Exercise prompt> Your answer should be every line of the records that contains the word "Option", copied as it stands.
────────────────────
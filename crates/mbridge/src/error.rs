use mbridge_kernel::config::ConfigError;
use mbridge_logger::LoggerError;
use mbridge_resolver::{BuildError, ManifestError, ResolveError};
use std::borrow::Cow;

/// Errors surfaced by the [`Loader`](crate::Loader).
#[mbridge_derive::mbridge_error]
pub enum LoaderError {
    #[error("Loader configuration error{}: {source}", format_context(.context))]
    Config { source: ConfigError, context: Option<Cow<'static, str>> },

    #[error("Logging setup failed{}: {source}", format_context(.context))]
    Logger { source: LoggerError, context: Option<Cow<'static, str>> },

    #[error("Invalid log level '{level}'{}", format_context(.context))]
    InvalidLogLevel { level: String, context: Option<Cow<'static, str>> },

    #[error("Invalid mod manifest{}: {source}", format_context(.context))]
    Manifest { source: ManifestError, context: Option<Cow<'static, str>> },

    #[error("Dependency resolution failed{}: {source}", format_context(.context))]
    Resolve { source: ResolveError, context: Option<Cow<'static, str>> },

    #[error("Failed to lay out dependencies{}: {source}", format_context(.context))]
    Build { source: BuildError, context: Option<Cow<'static, str>> },

    #[error("Mod '{id}' is already loaded{}", format_context(.context))]
    AlreadyLoaded { id: String, context: Option<Cow<'static, str>> },
}
use mbridge_derive::mbridge_error;
use std::borrow::Cow;

#[mbridge_error]
pub enum DemoError {
    #[error("IO error{}: {source}", format_context(.context))]
    Io {
        #[source]
        source: std::io::Error,
        context: Option<Cow<'static, str>>,
    },

    #[error("Internal error{}: {message}", format_context(.context))]
    Internal { message: Cow<'static, str>, context: Option<Cow<'static, str>> },
}

fn main() {}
────────────────────
Output for this task>
    Config { source: ConfigError, context: Option<Cow<'static, str>> },
    Logger { source: LoggerError, context: Option<Cow<'static, str>> },
    InvalidLogLevel { level: String, context: Option<Cow<'static, str>> },
    Manifest { source: ManifestError, context: Option<Cow<'static, str>> },
    Resolve { source: ResolveError, context: Option<Cow<'static, str>> },
    Build { source: BuildError, context: Option<Cow<'static, str>> },
    AlreadyLoaded { id: String, context: Option<Cow<'static, str>> },
        context: Option<Cow<'static, str>>,
    Internal { message: Cow<'static, str>, context: Option<Cow<'static, str>> },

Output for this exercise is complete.